Drink before, during and after your exercise. Water is the best fluid replacement.
Follow these guidelines to stay well hydrated.
- Drink 6-8 ounces before exercise, every 20 minutes during exercise, and following cool-down.
- Do not wait until you feel thirsty to drink.
- Speak to your doctor if you have been restricted on how much fluid you can have in a day.
Watch for Symptoms
Be aware of any angina, shortness of breath, dizziness or skipped beats.
Monitor your heart rate and rating of perceived exertion (RPE) and reduce the speed and distance of your exercise if you need to.
View or download the rating of perceived exertion (PDF, opens in new window) »
Dress for the Hot Weather
- Wear light-coloured, loose weave and comfortable clothing. This allows for air circulation.
- Wear running shoes.
- Wear a light-weight hat.
Give Yourself Time to Get Used to the Hot and Humid Weather
Reduce your exercise outdoors for at least one week to allow your body to get used to the weather conditions. For example, you may choose to do a shorter distance or a slower pace of walking.
Avoid Drinking Alcohol
Alcohol acts as a diuretic. This means that it reduces the amount of water in your body.

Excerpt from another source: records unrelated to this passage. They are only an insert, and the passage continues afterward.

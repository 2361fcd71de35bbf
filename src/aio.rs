// batched packet i/o seam between the dispatcher and the xsk driver
//
// the dispatcher talks to `NetIo` only, so the egress path can be
// pointed at a capture sink in tests and at a real socket in
// production. `XskAio` is the production implementation: it owns the
// socket and adds the aio-depth batching on both directions.

use {
    crate::xsk::Xsk,
    std::os::fd::{AsRawFd, RawFd},
    thiserror::Error,
};

#[derive(Debug, Error)]
pub enum AioError {
    /// not every frame in the batch could be queued; the excess was
    /// dropped, upstream owns any retransmit
    #[error("transmit backpressure, {sent} of {requested} frames queued")]
    Again { sent: usize, requested: usize },
}

/// rx/tx totals of one io endpoint
#[derive(Clone, Copy, Debug, Default)]
pub struct IoCounters {
    pub rx_pkts: u64,
    pub rx_bytes: u64,
    pub tx_pkts: u64,
    pub tx_bytes: u64,
}

impl IoCounters {
    pub fn accumulate(&mut self, other: IoCounters) {
        self.rx_pkts += other.rx_pkts;
        self.rx_bytes += other.rx_bytes;
        self.tx_pkts += other.tx_pkts;
        self.tx_bytes += other.tx_bytes;
    }
}

/// duplex packet endpoint. the receive callback must consume every
/// frame it is handed; there is no backpressure this far up the stack.
pub trait NetIo {
    /// drive the endpoint once, delivering received frames to `rx`.
    /// non-blocking; returns whether any work was done.
    fn service(&mut self, rx: &mut dyn FnMut(&[u8])) -> bool;

    /// queue a batch of frames for transmit, flushing to the wire when
    /// `flush` is set or the aio depth is reached
    fn send(&mut self, batch: &[&[u8]], flush: bool) -> Result<usize, AioError>;

    fn counters(&self) -> IoCounters;

    /// kernel statistics pass, meaningful for real sockets only
    fn poll_stats(&mut self, _metrics: &crate::metrics::NetMetrics) {}

    /// descriptor for the sandbox allowlist, if the endpoint has one
    fn raw_fd(&self) -> Option<RawFd> {
        None
    }
}

/// batched adapter over one AF_XDP socket
pub struct XskAio {
    xsk: Xsk,
    aio_depth: usize,
    pending: usize,
}

impl XskAio {
    pub fn new(xsk: Xsk, aio_depth: usize) -> XskAio {
        assert!(aio_depth > 0);
        XskAio {
            xsk,
            aio_depth,
            pending: 0,
        }
    }
}

impl NetIo for XskAio {
    fn service(&mut self, rx: &mut dyn FnMut(&[u8])) -> bool {
        self.xsk.service(self.aio_depth, rx)
    }

    fn send(&mut self, batch: &[&[u8]], flush: bool) -> Result<usize, AioError> {
        let mut sent = 0usize;
        for buf in batch {
            if !self.xsk.tx_enqueue(buf) {
                break;
            }
            sent += 1;
            self.pending += 1;
        }
        if self.pending > 0 && (flush || self.pending >= self.aio_depth) {
            self.xsk.tx_flush();
            self.pending = 0;
        }
        if sent < batch.len() {
            return Err(AioError::Again {
                sent,
                requested: batch.len(),
            });
        }
        Ok(sent)
    }

    fn counters(&self) -> IoCounters {
        self.xsk.counters()
    }

    fn poll_stats(&mut self, metrics: &crate::metrics::NetMetrics) {
        self.xsk.poll_statistics(metrics);
    }

    fn raw_fd(&self) -> Option<RawFd> {
        Some(self.xsk.as_raw_fd())
    }
}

- When there is less water in your body, there is less blood for your heart to pump.
- Having less blood for your heart to pump makes your heart work harder.

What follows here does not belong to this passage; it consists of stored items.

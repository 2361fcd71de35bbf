// xdp program install and socket registration
//
// runs once under elevated privilege on shard 0 (and for loopback).
// the program's XSKS_MAP steers redirected packets to the per-queue
// sockets; LISTEN_PORTS tells it which udp destination ports we own.

use {
    crate::{config::ListenPorts, NetError},
    aya::{
        maps::{Array, XskMap},
        programs::{xdp::XdpFlags, Xdp},
        Ebpf,
    },
    caps::{CapSet, Capability},
    std::{os::fd::RawFd, path::Path},
};

const PROG_NAME: &str = "xdp_dispatch";
const XSK_MAP_NAME: &str = "XSKS_MAP";
const PORTS_MAP_NAME: &str = "LISTEN_PORTS";

/// attach mode for the xdp program. loopback only supports skb
/// (generic) mode; nics take native, falling back to skb when the
/// driver refuses.
#[derive(Clone, Copy, Debug, Eq, PartialEq)]
pub enum XdpMode {
    Native,
    Skb,
}

/// an installed xdp program holding the live attachment and its maps
pub struct XdpProgram {
    ebpf: Ebpf,
}

/// load the dispatch program from `obj_path`, attach it to `ifindex`
/// and publish the listen-port candidates to its filter map
pub fn install_xdp(
    obj_path: &Path,
    ifindex: u32,
    ports: &ListenPorts,
    mode: XdpMode,
) -> Result<XdpProgram, NetError> {
    let mut ebpf = Ebpf::load_file(obj_path)?;

    let prog: &mut Xdp = ebpf
        .program_mut(PROG_NAME)
        .ok_or_else(|| NetError::Config(format!("{PROG_NAME} not found in {obj_path:?}")))?
        .try_into()?;
    prog.load()?;

    match mode {
        XdpMode::Skb => {
            prog.attach_to_if_index(ifindex, XdpFlags::SKB_MODE)?;
            log::info!("xdp program attached to ifindex {ifindex} in skb mode");
        }
        XdpMode::Native => match prog.attach_to_if_index(ifindex, XdpFlags::DRV_MODE) {
            Ok(_) => log::info!("xdp program attached to ifindex {ifindex} in native mode"),
            Err(e) => {
                log::warn!("native attach failed ({e}), falling back to skb mode");
                prog.attach_to_if_index(ifindex, XdpFlags::SKB_MODE)?;
                log::info!("xdp program attached to ifindex {ifindex} in skb mode");
            }
        },
    }

    let mut port_map: Array<_, u16> = ebpf
        .map_mut(PORTS_MAP_NAME)
        .ok_or_else(|| NetError::Config(format!("{PORTS_MAP_NAME} not found in program")))?
        .try_into()?;
    for (i, port) in ports.candidates().iter().enumerate() {
        port_map.set(i as u32, *port, 0)?;
    }

    Ok(XdpProgram { ebpf })
}

impl XdpProgram {
    /// insert a socket into the XSKS_MAP so the program can redirect
    /// the given nic queue to it
    pub fn register_socket(&mut self, queue_id: u32, socket_fd: RawFd) -> Result<(), NetError> {
        let mut xsk_map: XskMap<_> = self
            .ebpf
            .map_mut(XSK_MAP_NAME)
            .ok_or_else(|| NetError::Config(format!("{XSK_MAP_NAME} not found in program")))?
            .try_into()?;
        xsk_map.set(queue_id, socket_fd, 0)?;
        log::info!("registered socket fd {socket_fd} for queue {queue_id}");
        Ok(())
    }
}

/// raise the capabilities socket/program creation needs
pub fn raise_net_caps() -> Result<(), NetError> {
    for cap in [
        Capability::CAP_NET_ADMIN,
        Capability::CAP_NET_RAW,
        Capability::CAP_BPF,
    ] {
        caps::raise(None, CapSet::Effective, cap)?;
    }
    Ok(())
}

/// drop them again once the sockets exist
pub fn drop_net_caps() -> Result<(), NetError> {
    for cap in [Capability::CAP_NET_ADMIN, Capability::CAP_NET_RAW] {
        caps::drop(None, CapSet::Effective, cap)?;
    }
    Ok(())
}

Alcohol can also affect your judgment. Do not exercise after drinking alcohol.
Know Your Medicines
You may notice a difference in how you feel now that you are on certain cardiac medicines.
- Some beta blockers may reduce your ability to sweat. This may reduce your heat tolerance.
- Diuretics (water pills) may cause a loss of potassium. Potassium is also lost through sweat. You may need to discuss with your doctors how to safely replace your body’s potassium. Too much or too little potassium can cause irregular or skipped beats.
- Diabetes medications may not work effectively in hot weather. Hot weather and the increased risk of dehydration can increase the risk of blood glucose rising or falling, causing hypoglycemia or hyperglycemia. Dehydration can also be more of a risk when blood glucose is higher.
Speak with your pharmacist about your medicines and the heat.